Horses, like humans, are social creatures.  Humans who study horse behavior talk a lot about herd behavior and leadership.

Horse trainers, whisperers, cowboys and cowgirls will say you need to be the leader of the horse or the horse will not respect you, but they differ widely in how they define leadership.  Some say there are yin and yang leaders, some differentiate between passive and active leadership.  Some horse behaviorists describe “situational” leadership, in which individual horses “step up” to lead the herd in different situations, such as threat or challenge, while others lead in times of relative calm or stability.

For a human adopting a situational leadership role with a horse, that translates to situational handling, and all intuitive horse people do this intuitively.  They will say you need to be consistent, but if you observe them, they will handle individual horses differently depending on the horse’s mood, conditions, etc..  I call this situational leadership by the human of the horse.

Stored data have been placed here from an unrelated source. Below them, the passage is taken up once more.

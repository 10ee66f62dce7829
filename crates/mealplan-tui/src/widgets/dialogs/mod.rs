//! Modal dialogs drawn over the active tab

mod grocery_form;
mod meal_editor;
mod month_picker;
mod pickers;
mod recipe_form;

pub use grocery_form::GroceryFormDialog;
pub use meal_editor::MealEditorDialog;
pub use month_picker::MonthPickerDialog;
pub use pickers::{CategoryPickerDialog, CurrencyPickerDialog};
pub use recipe_form::RecipeFormDialog;

use ratatui::{
    buffer::Buffer,
    layout::Rect,
    text::{Line, Span},
    widgets::{Clear, Widget},
};

use super::modal_overlay::{centered_rect, dim_background};
use crate::theme::Palette;

/// Dim the screen, clear a centered box and draw its frame; returns the inner area
fn open_modal(
    buf: &mut Buffer,
    area: Rect,
    width: u16,
    height: u16,
    title: impl Into<String>,
    palette: &Palette,
) -> Rect {
    dim_background(buf, area, palette);
    let modal = centered_rect(width, height, area);
    Clear.render(modal, buf);
    let block = palette.modal_block(title);
    let inner = block.inner(modal);
    block.render(modal, buf);
    inner
}

/// `Label: value` with a cursor when the field has focus
fn field_line(label: &str, value: &str, focused: bool, palette: &Palette) -> Line<'static> {
    let label_style = if focused {
        palette.accent_bold()
    } else {
        palette.text_secondary()
    };
    let mut spans = vec![
        Span::styled(if focused { "▶ " } else { "  " }, palette.accent()),
        Span::styled(format!("{}: ", label), label_style),
        Span::styled(value.to_string(), palette.text_primary()),
    ];
    if focused {
        spans.push(Span::styled("_", palette.keybinding()));
    }
    Line::from(spans)
}

/// Inline validation message, or a blank line
fn error_line(error: Option<String>, palette: &Palette) -> Line<'static> {
    match error {
        Some(message) => Line::from(Span::styled(format!("  {}", message), palette.status_red())),
        None => Line::default(),
    }
}

/// Highlighted-or-plain list row
fn list_row(text: String, selected: bool, palette: &Palette) -> Line<'static> {
    if selected {
        Line::from(vec![
            Span::styled("▶ ", palette.accent()),
            Span::styled(text, palette.focused_selected()),
        ])
    } else {
        Line::from(vec![Span::raw("  "), Span::styled(text, palette.text_primary())])
    }
}
//! Application error types with rich context

use thiserror::Error;

/// Result type alias using our Error type
pub type Result<T> = std::result::Result<T, Error>;

/// Application error types organized by layer/domain
#[derive(Debug, Error)]
pub enum Error {
    // ─────────────────────────────────────────────────────────────
    // Common/Infrastructure Errors
    // ─────────────────────────────────────────────────────────────
    #[error("IO error: {0}")]
    Io(#[from] std::io::Error),

    #[error("JSON parsing error: {0}")]
    Json(#[from] serde_json::Error),

    // ─────────────────────────────────────────────────────────────
    // Terminal/TUI Errors
    // ─────────────────────────────────────────────────────────────
    #[error("Terminal error: {message}")]
    Terminal { message: String },

    #[error("Failed to initialize terminal: {0}")]
    TerminalInit(String),

    // ─────────────────────────────────────────────────────────────
    // Remote Recipe API Errors
    // ─────────────────────────────────────────────────────────────
    #[error("HTTP request failed: {message}")]
    Http { message: String },

    #[error("Recipe API returned status {status} for {endpoint}")]
    ApiStatus { status: u16, endpoint: String },

    #[error("Recipe API error: {message}")]
    Api { message: String },

    #[error("Remote recipes are disabled (offline mode)")]
    Offline,

    // ─────────────────────────────────────────────────────────────
    // Configuration Errors
    // ─────────────────────────────────────────────────────────────
    #[error("Invalid configuration: {message}")]
    ConfigInvalid { message: String },

    // ─────────────────────────────────────────────────────────────
    // Domain Errors
    // ─────────────────────────────────────────────────────────────
    #[error("Invalid month label: {label:?}")]
    InvalidMonthLabel { label: String },

    // ─────────────────────────────────────────────────────────────
    // Channel/Communication Errors
    // ─────────────────────────────────────────────────────────────
    #[error("Channel send error: {message}")]
    ChannelSend { message: String },
}

// ─────────────────────────────────────────────────────────────────
// Convenience Constructors
// ─────────────────────────────────────────────────────────────────

impl Error {
    pub fn terminal(message: impl Into<String>) -> Self {
        Self::Terminal {
            message: message.into(),
        }
    }

    pub fn http(message: impl Into<String>) -> Self {
        Self::Http {
            message: message.into(),
        }
    }

    pub fn api(message: impl Into<String>) -> Self {
        Self::Api {
            message: message.into(),
        }
    }

    pub fn api_status(status: u16, endpoint: impl Into<String>) -> Self {
        Self::ApiStatus {
            status,
            endpoint: endpoint.into(),
        }
    }

    pub fn config_invalid(message: impl Into<String>) -> Self {
        Self::ConfigInvalid {
            message: message.into(),
        }
    }

    pub fn invalid_month_label(label: impl Into<String>) -> Self {
        Self::InvalidMonthLabel {
            label: label.into(),
        }
    }

    pub fn channel_send(message: impl Into<String>) -> Self {
        Self::ChannelSend {
            message: message.into(),
        }
    }

    /// Check if this is a recoverable error
    ///
    /// Remote failures never surface to the user as an error state; the
    /// explorer degrades to "no more results" instead.
    pub fn is_recoverable(&self) -> bool {
        matches!(
            self,
            Error::Http { .. }
                | Error::ApiStatus { .. }
                | Error::Api { .. }
                | Error::Offline
                | Error::Json(_)
                | Error::InvalidMonthLabel { .. }
                | Error::ChannelSend { .. }
        )
    }
}

// ─────────────────────────────────────────────────────────────────
// Error Context Extensions (for use with color-eyre)
// ─────────────────────────────────────────────────────────────────

/// Extension trait for adding context to Results
pub trait ResultExt<T> {
    /// Log the error with `context` before propagating it
    fn context(self, context: impl Into<String>) -> Result<T>;
}

impl<T, E: Into<Error>> ResultExt<T> for std::result::Result<T, E> {
    fn context(self, context: impl Into<String>) -> Result<T> {
        self.map_err(|e| {
            let err = e.into();
            tracing::error!("{}: {:?}", context.into(), err);
            err
        })
    }
}
//! Meal planner: month → week → day → meal type
//!
//! Months are materialised lazily the first time they are selected. Each
//! month keeps the list of week numbers in use and a [`WeekPlan`] per week.

use std::collections::{BTreeMap, HashMap};

use chrono::NaiveDate;

use mealplan_core::prelude::*;
use mealplan_core::{
    DayOfWeek, Meal, MealId, MealType, MonthLabel, Recipe, WeekPlan, CUSTOM_MEAL_NAME,
};

use crate::config::MealSettings;
use crate::month_selector::MonthSelector;

/// Weeks of one month
#[derive(Debug, Clone, Default, PartialEq, Eq)]
pub struct MonthPlan {
    pub weeks: Vec<u32>,
    pub plan: BTreeMap<u32, WeekPlan>,
}

impl MonthPlan {
    fn with_weeks(count: u32) -> Self {
        let weeks: Vec<u32> = (1..=count).collect();
        let plan = weeks.iter().map(|w| (*w, WeekPlan::default())).collect();
        Self { weeks, plan }
    }
}

#[derive(Debug, Clone)]
pub struct MealPlanner {
    months: HashMap<MonthLabel, MonthPlan>,
    selected: MonthLabel,
    active_week: u32,
    next_meal_id: MealId,
    max_weeks: u32,
    initial_weeks: u32,
}

impl MealPlanner {
    pub fn new(month: MonthLabel, max_weeks: u32, initial_weeks: u32) -> Self {
        let max_weeks = max_weeks.max(1);
        let mut planner = Self {
            months: HashMap::new(),
            selected: month,
            active_week: 1,
            next_meal_id: 1,
            max_weeks,
            initial_weeks: initial_weeks.clamp(1, max_weeks),
        };
        planner.select_month(month);
        planner
    }

    pub fn selected_month(&self) -> MonthLabel {
        self.selected
    }

    pub fn active_week(&self) -> u32 {
        self.active_week
    }

    pub fn max_weeks(&self) -> u32 {
        self.max_weeks
    }

    /// Switch months, creating the month's starting weeks if it is new.
    /// The active week always resets to week 1.
    pub fn select_month(&mut self, month: MonthLabel) {
        let initial_weeks = self.initial_weeks;
        self.months.entry(month).or_insert_with(|| {
            debug!("Creating {} week(s) for {}", initial_weeks, month);
            MonthPlan::with_weeks(initial_weeks)
        });
        self.selected = month;
        self.active_week = 1;
    }

    pub fn month_plan(&self) -> Option<&MonthPlan> {
        self.months.get(&self.selected)
    }

    pub fn weeks(&self) -> &[u32] {
        self.month_plan().map(|m| m.weeks.as_slice()).unwrap_or(&[])
    }

    /// Append the next week number; `None` once the month is full
    pub fn add_week(&mut self) -> Option<u32> {
        let max_weeks = self.max_weeks;
        let month = self.months.get_mut(&self.selected)?;
        if month.weeks.len() as u32 >= max_weeks {
            return None;
        }
        let next = month.weeks.iter().max().copied().unwrap_or(0) + 1;
        month.weeks.push(next);
        month.plan.insert(next, WeekPlan::default());
        Some(next)
    }

    /// Make `week` active if the selected month has it
    pub fn select_week(&mut self, week: u32) -> bool {
        if self.weeks().contains(&week) {
            self.active_week = week;
            true
        } else {
            false
        }
    }

    /// Step to the neighbouring week, staying put at either end
    pub fn step_week(&mut self, forward: bool) -> bool {
        let weeks = self.weeks();
        let Some(idx) = weeks.iter().position(|w| *w == self.active_week) else {
            return false;
        };
        let target = if forward {
            weeks.get(idx + 1)
        } else {
            idx.checked_sub(1).and_then(|i| weeks.get(i))
        };
        match target.copied() {
            Some(week) => {
                self.active_week = week;
                true
            }
            None => false,
        }
    }

    pub fn active_week_plan(&self) -> Option<&WeekPlan> {
        self.month_plan()?.plan.get(&self.active_week)
    }

    pub fn meal(&self, day: DayOfWeek, meal_type: MealType) -> Option<&Meal> {
        self.active_week_plan()?.meal(day, meal_type)
    }

    /// Create or overwrite the meal in a slot of the active week.
    ///
    /// An existing meal keeps its id. A blank name is saved as
    /// [`CUSTOM_MEAL_NAME`].
    pub fn assign_meal(
        &mut self,
        day: DayOfWeek,
        meal_type: MealType,
        name: &str,
        recipe_id: Option<String>,
    ) -> Option<MealId> {
        let existing_id = self.meal(day, meal_type).map(|m| m.id);
        let id = match existing_id {
            Some(id) => id,
            None => {
                let id = self.next_meal_id;
                self.next_meal_id += 1;
                id
            }
        };
        let name = match name.trim() {
            "" => CUSTOM_MEAL_NAME.to_string(),
            trimmed => trimmed.to_string(),
        };

        let active_week = self.active_week;
        let week = self
            .months
            .get_mut(&self.selected)?
            .plan
            .get_mut(&active_week)?;
        week.day_mut(day).set(
            meal_type,
            Meal {
                id,
                name,
                recipe_id,
            },
        );
        Some(id)
    }

    pub fn remove_meal(&mut self, day: DayOfWeek, meal_type: MealType) -> Option<Meal> {
        let active_week = self.active_week;
        self.months
            .get_mut(&self.selected)?
            .plan
            .get_mut(&active_week)?
            .day_mut(day)
            .remove(meal_type)
    }
}

/// Editor for a single meal slot
#[derive(Debug, Clone, PartialEq, Eq)]
pub struct MealEditor {
    pub day: DayOfWeek,
    pub meal_type: MealType,
    pub name: String,
    pub recipe_id: Option<String>,
    /// Whether the slot already held a meal when opened
    pub existing: bool,
    /// Local recipe highlighted for assignment
    pub recipe_cursor: Option<usize>,
}

impl MealEditor {
    pub fn open(day: DayOfWeek, meal_type: MealType, meal: Option<&Meal>) -> Self {
        Self {
            day,
            meal_type,
            name: meal.map(|m| m.name.clone()).unwrap_or_default(),
            recipe_id: meal.and_then(|m| m.recipe_id.clone()),
            existing: meal.is_some(),
            recipe_cursor: None,
        }
    }

    pub fn title(&self) -> String {
        format!("{} - {}", self.day, self.meal_type)
    }

    /// Typing a name unlinks the meal from any recipe
    pub fn insert_char(&mut self, c: char) {
        self.name.push(c);
        self.recipe_id = None;
        self.recipe_cursor = None;
    }

    pub fn backspace(&mut self) {
        self.name.pop();
        self.recipe_id = None;
        self.recipe_cursor = None;
    }

    /// Move through `recipes`, taking the highlighted recipe's name and id
    pub fn cycle_recipe(&mut self, recipes: &[Recipe], forward: bool) {
        if recipes.is_empty() {
            return;
        }
        let len = recipes.len();
        let next = match (self.recipe_cursor, forward) {
            (None, true) => 0,
            (None, false) => len - 1,
            (Some(i), true) => (i + 1) % len,
            (Some(i), false) => (i + len - 1) % len,
        };
        self.recipe_cursor = Some(next);
        self.name = recipes[next].name.clone();
        self.recipe_id = Some(recipes[next].id.clone());
    }
}

/// Everything the meals tab owns
#[derive(Debug, Clone)]
pub struct MealsState {
    pub planner: MealPlanner,
    pub months: MonthSelector,
    pub cursor_day: DayOfWeek,
    pub cursor_type: MealType,
    pub editor: Option<MealEditor>,
}

impl MealsState {
    pub fn new(today: NaiveDate, settings: &MealSettings) -> Self {
        let months = MonthSelector::new(today, settings.default_month);
        let mut planner =
            MealPlanner::new(months.selected(), settings.max_weeks, settings.initial_weeks);
        planner.assign_meal(
            DayOfWeek::Monday,
            MealType::Breakfast,
            "Brown Stew Chicken",
            None,
        );
        Self {
            planner,
            months,
            cursor_day: DayOfWeek::Monday,
            cursor_type: MealType::Breakfast,
            editor: None,
        }
    }

    pub fn move_day(&mut self, delta: isize) {
        let idx = (self.cursor_day.index() as isize + delta).clamp(0, 6) as usize;
        self.cursor_day = DayOfWeek::ALL[idx];
    }

    pub fn move_type(&mut self, delta: isize) {
        let current = MealType::ALL
            .iter()
            .position(|t| *t == self.cursor_type)
            .unwrap_or(0);
        let idx = (current as isize + delta).clamp(0, MealType::ALL.len() as isize - 1) as usize;
        self.cursor_type = MealType::ALL[idx];
    }
}
//! Grocery list tab: summary card and items grouped by category

use ratatui::{
    buffer::Buffer,
    layout::Rect,
    text::{Line, Span},
    widgets::{Gauge, Paragraph, Widget},
};

use mealplan_app::AppState;
use mealplan_core::GroceryItem;

use super::scroll_offset;
use crate::layout::split_top;
use crate::theme::Palette;

const SUMMARY_HEIGHT: u16 = 5;

pub struct GroceryView<'a> {
    state: &'a AppState,
    palette: &'a Palette,
    focused: bool,
}

impl<'a> GroceryView<'a> {
    pub fn new(state: &'a AppState, palette: &'a Palette) -> Self {
        Self {
            state,
            palette,
            focused: true,
        }
    }

    /// Render with inactive borders while a dialog is on top
    pub fn focused(mut self, focused: bool) -> Self {
        self.focused = focused;
        self
    }

    fn render_summary(&self, area: Rect, buf: &mut Buffer) {
        let groceries = &self.state.groceries;
        let month = groceries.months.selected();
        let summary = groceries.list.summary_for_month(month);
        let symbol = self.state.currency().symbol;

        let block = self
            .palette
            .glass_block(false)
            .title(format!(" Shopping List · {} ", month));
        let inner = block.inner(area);
        block.render(area, buf);
        if inner.height == 0 {
            return;
        }

        let counts = Line::from(vec![
            Span::styled(
                format!("{} of {} items", summary.checked_items, summary.total_items),
                self.palette.text_primary(),
            ),
            Span::styled("  ·  Total ", self.palette.text_secondary()),
            Span::styled(
                format!("{}{}", symbol, summary.formatted_total()),
                self.palette.accent_bold(),
            ),
        ]);
        Paragraph::new(counts).render(Rect { height: 1, ..inner }, buf);

        if inner.height >= 2 {
            let gauge_area = Rect {
                y: inner.y + 1,
                height: 1,
                ..inner
            };
            Gauge::default()
                .gauge_style(self.palette.status_green())
                .percent(summary.percent_complete.min(100) as u16)
                .label(format!("{}% complete", summary.percent_complete))
                .render(gauge_area, buf);
        }
    }

    fn item_lines(&self, item: &GroceryItem, selected: bool) -> [Line<'static>; 2] {
        let checkbox = if item.is_checked { "[x]" } else { "[ ]" };
        let name_style = if selected {
            self.palette.focused_selected()
        } else if item.is_checked {
            self.palette.text_done()
        } else {
            self.palette.text_primary()
        };
        let marker = if selected { "▶ " } else { "  " };
        [
            Line::from(vec![
                Span::styled(marker, self.palette.accent()),
                Span::styled(format!("{} {}", checkbox, item.name), name_style),
            ]),
            Line::from(Span::styled(
                format!("      {}", item.detail_line(self.state.currency().symbol)),
                self.palette.text_secondary(),
            )),
        ]
    }

    fn render_items(&self, area: Rect, buf: &mut Buffer) {
        let groceries = &self.state.groceries;
        let month = groceries.months.selected();

        let block = self.palette.glass_block(self.focused).title(" Items ");
        let inner = block.inner(area);
        block.render(area, buf);
        if inner.height == 0 {
            return;
        }

        let groups = groceries.list.groups_for_month(month);
        if groups.is_empty() {
            Paragraph::new(vec![
                Line::from(Span::styled(
                    format!("No items for {}.", month),
                    self.palette.text_secondary(),
                )),
                Line::from(Span::styled(
                    "Press a to add one.",
                    self.palette.text_muted(),
                )),
            ])
            .render(inner, buf);
            return;
        }

        let mut lines = Vec::new();
        let mut selected_line = 0;
        let mut index = 0;
        for group in &groups {
            let mut header = vec![Span::styled(
                group.category.label().to_uppercase(),
                self.palette.accent_bold(),
            )];
            if let Some(total) = group.display_total() {
                header.push(Span::styled(
                    format!("  {}{}", self.state.currency().symbol, total),
                    self.palette.text_secondary(),
                ));
            }
            lines.push(Line::from(header));

            for item in &group.items {
                let selected = index == groceries.cursor;
                if selected {
                    selected_line = lines.len() + 1;
                }
                lines.extend(self.item_lines(item, selected));
                index += 1;
            }
        }

        let offset = scroll_offset(selected_line, lines.len(), inner.height as usize);
        Paragraph::new(lines)
            .scroll((offset as u16, 0))
            .render(inner, buf);
    }
}

impl Widget for GroceryView<'_> {
    fn render(self, area: Rect, buf: &mut Buffer) {
        let (summary_area, items_area) = split_top(area, SUMMARY_HEIGHT.min(area.height));
        self.render_summary(summary_area, buf);
        self.render_items(items_area, buf);
    }
}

In human society, specifically the United States of American society, the top leadership position in the nation–President–has always been held by a male human and the leadership style is yang, stallion, active, rigid leadership.  American Presidents or candidates for President who have challenged that expectation have been made to suffer.  Al Gore was criticized for being too “girly” what with all his “hand-wringing” about the environment, President George W. Bush had to pretend to be a Texas rancher, Harold Dukakis lost when he cried, and Hillary Clinton was a de facto unsuccessful male because she is female.  The most successful portrayal of a stallion-type leader was President Reagan who acted the part because that is what he was–an actor playing a President.

When Hillary Clinton was confirmed as Secretary of State, her first articulation in that role–she described “smart power”–was “piled on” by the press.  You just know they are going to be on her for the rest of her life.  Her biggest sin?  She dared to step outside her proper role–behind the stallions–and lead in her own way.